What you are asked to do: Your response should reproduce every line of the entries that contains the word "HashMap".

[Given data — start]

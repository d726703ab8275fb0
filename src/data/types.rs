//! Data type tags and the registry that decides slot compatibility.
//!
//! Every data item carries a nominal [`DataTypeId`]. Slots declare the type
//! they accept; edges are ranked by [`Compatibility`]:
//!
//! 1. **Exact**: same type, an ancestor type, or the universal `any` type.
//! 2. **Trivial**: a registered lossless conversion.
//! 3. **Explicit**: a registered conversion the user opted into.
//!
//! Converters run while rows are copied across an edge into the target input slot.

use crate::data::item::{Data, DataItem, JsonData};
use crate::error::{EngineError, Result};
use std::collections::HashMap;
use std::fmt;
use std::sync::Arc;

/// Nominal data type tag.
#[derive(Clone, PartialEq, Eq, Hash, PartialOrd, Ord, serde::Serialize, serde::Deserialize)]
#[serde(transparent)]
pub struct DataTypeId(pub String);

impl DataTypeId {
    /// The universal type every item is assignable to.
    pub const ANY: &'static str = "any";

    pub fn new(id: impl Into<String>) -> Self {
        Self(id.into())
    }

    pub fn any() -> Self {
        Self(Self::ANY.to_string())
    }

    pub fn as_str(&self) -> &str {
        &self.0
    }

    #[inline]
    pub fn is_any(&self) -> bool {
        self.0 == Self::ANY
    }
}

impl fmt::Debug for DataTypeId {
    fn fmt(&self, f: &mut fmt::Formatter<'_>) -> fmt::Result {
        write!(f, "DataTypeId({})", self.0)
    }
}

impl fmt::Display for DataTypeId {
    fn fmt(&self, f: &mut fmt::Formatter<'_>) -> fmt::Result {
        f.write_str(&self.0)
    }
}

impl From<&str> for DataTypeId {
    fn from(value: &str) -> Self {
        Self(value.to_string())
    }
}

/// Compatibility tier between a source type and a target type.
///
/// Ordered from best to worst so candidates can be sorted directly.
#[derive(Debug, Clone, Copy, PartialEq, Eq, PartialOrd, Ord, Hash)]
pub enum Compatibility {
    Exact,
    Trivial,
    Explicit,
    Incompatible,
}

impl Compatibility {
    pub fn is_compatible(self) -> bool {
        self != Compatibility::Incompatible
    }

    pub fn needs_conversion(self) -> bool {
        matches!(self, Compatibility::Trivial | Compatibility::Explicit)
    }
}

/// Converts an item into another data type.
pub type Converter = Arc<dyn Fn(&DataItem) -> Result<DataItem> + Send + Sync>;

/// Restores a persisted item from its JSON payload.
pub type Decoder = Arc<dyn Fn(&serde_json::Value) -> Result<DataItem> + Send + Sync>;

/// Metadata about a registered data type.
#[derive(Debug, Clone)]
pub struct DataTypeInfo {
    pub id: DataTypeId,
    pub name: String,
    pub parent: Option<DataTypeId>,
}

/// Registry of data types, their hierarchy and conversions.
#[derive(Default, Clone)]
pub struct DataTypeRegistry {
    types: HashMap<DataTypeId, DataTypeInfo>,
    trivial: HashMap<(DataTypeId, DataTypeId), Converter>,
    explicit: HashMap<(DataTypeId, DataTypeId), Converter>,
    decoders: HashMap<DataTypeId, Decoder>,
}

impl fmt::Debug for DataTypeRegistry {
    fn fmt(&self, f: &mut fmt::Formatter<'_>) -> fmt::Result {
        f.debug_struct("DataTypeRegistry")
            .field("types", &self.types.len())
            .field("trivial_conversions", &self.trivial.len())
            .field("explicit_conversions", &self.explicit.len())
            .finish()
    }
}

impl DataTypeRegistry {
    pub fn new() -> Self {
        let mut registry = Self::default();
        registry.register(DataTypeId::any(), "Any data", None);
        registry
    }

    /// Registry with the types used by the built-in node catalog.
    ///
    /// `text` and `number` both derive from `json`; a number converts trivially
    /// to text, text converts explicitly to a number when it parses.
    pub fn with_builtin_types() -> Self {
        let mut registry = Self::new();
        registry.register("json", "JSON value", Some(DataTypeId::any()));
        registry.register("text", "Text", Some("json".into()));
        registry.register("number", "Number", Some("json".into()));
        registry.register("list", "List", Some("json".into()));

        registry.register_trivial_conversion(
            "number",
            "text",
            Arc::new(|item: &DataItem| {
                let value = json_payload(item)?;
                Ok(JsonData::text(value.to_string()).into_item())
            }),
        );
        registry.register_explicit_conversion(
            "text",
            "number",
            Arc::new(|item: &DataItem| {
                let value = json_payload(item)?;
                let text = value.as_str().unwrap_or_default();
                let number: f64 = text.trim().parse().map_err(|_| {
                    EngineError::Conversion(format!("'{}' is not a number", text))
                })?;
                Ok(JsonData::number(number).into_item())
            }),
        );
        registry
    }

    pub fn register(
        &mut self,
        id: impl Into<DataTypeId>,
        name: impl Into<String>,
        parent: Option<DataTypeId>,
    ) {
        let id = id.into();
        self.types.insert(
            id.clone(),
            DataTypeInfo {
                id,
                name: name.into(),
                parent,
            },
        );
    }

    pub fn register_trivial_conversion(
        &mut self,
        from: impl Into<DataTypeId>,
        to: impl Into<DataTypeId>,
        converter: Converter,
    ) {
        self.trivial.insert((from.into(), to.into()), converter);
    }

    pub fn register_explicit_conversion(
        &mut self,
        from: impl Into<DataTypeId>,
        to: impl Into<DataTypeId>,
        converter: Converter,
    ) {
        self.explicit.insert((from.into(), to.into()), converter);
    }

    pub fn register_decoder(&mut self, id: impl Into<DataTypeId>, decoder: Decoder) {
        self.decoders.insert(id.into(), decoder);
    }

    pub fn contains(&self, id: &DataTypeId) -> bool {
        id.is_any() || self.types.contains_key(id)
    }

    pub fn info(&self, id: &DataTypeId) -> Option<&DataTypeInfo> {
        self.types.get(id)
    }

    pub fn types(&self) -> impl Iterator<Item = &DataTypeInfo> {
        self.types.values()
    }

    /// True if an item of type `from` may be stored in a slot of type `to`.
    pub fn is_assignable(&self, from: &DataTypeId, to: &DataTypeId) -> bool {
        if to.is_any() || from == to {
            return true;
        }
        let mut current = self.types.get(from).and_then(|info| info.parent.clone());
        // Parent chains are short; the depth bound guards against a misregistered loop.
        let mut depth = 0;
        while let Some(parent) = current {
            if &parent == to {
                return true;
            }
            depth += 1;
            if depth > 64 {
                break;
            }
            current = self.types.get(&parent).and_then(|info| info.parent.clone());
        }
        false
    }

    pub fn compatibility(&self, from: &DataTypeId, to: &DataTypeId) -> Compatibility {
        if self.is_assignable(from, to) {
            Compatibility::Exact
        } else if self.trivial.contains_key(&(from.clone(), to.clone())) {
            Compatibility::Trivial
        } else if self.explicit.contains_key(&(from.clone(), to.clone())) {
            Compatibility::Explicit
        } else {
            Compatibility::Incompatible
        }
    }

    /// Convert `item` so it is assignable to `to`. Assignable items are returned as-is.
    pub fn convert(&self, item: &DataItem, to: &DataTypeId) -> Result<DataItem> {
        let from = item.data_type();
        if self.is_assignable(&from, to) {
            return Ok(item.clone());
        }
        let key = (from.clone(), to.clone());
        let converter = self
            .trivial
            .get(&key)
            .or_else(|| self.explicit.get(&key))
            .ok_or_else(|| EngineError::TypeIncompatible {
                source_type: from.to_string(),
                target_type: to.to_string(),
            })?;
        let converted = converter(item)?;
        if !self.is_assignable(&converted.data_type(), to) {
            return Err(EngineError::TypeMismatch {
                expected: to.to_string(),
                found: converted.data_type().to_string(),
                context: format!("conversion from '{}'", from),
            });
        }
        Ok(converted)
    }

    /// Restore a persisted item. Types without a registered decoder become [`JsonData`].
    pub fn decode(&self, id: &DataTypeId, value: &serde_json::Value) -> Result<DataItem> {
        match self.decoders.get(id) {
            Some(decoder) => decoder(value),
            None => Ok(JsonData::new(id.clone(), value.clone()).into_item()),
        }
    }
}

fn json_payload(item: &DataItem) -> Result<serde_json::Value> {
    item.to_json().ok_or_else(|| {
        EngineError::Conversion(format!(
            "item of type '{}' has no JSON representation",
            item.data_type()
        ))
    })
}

[Given data — finish]

Answer for the task:
use std::collections::HashMap;
    types: HashMap<DataTypeId, DataTypeInfo>,
    trivial: HashMap<(DataTypeId, DataTypeId), Converter>,
    explicit: HashMap<(DataTypeId, DataTypeId), Converter>,
    decoders: HashMap<DataTypeId, Decoder>,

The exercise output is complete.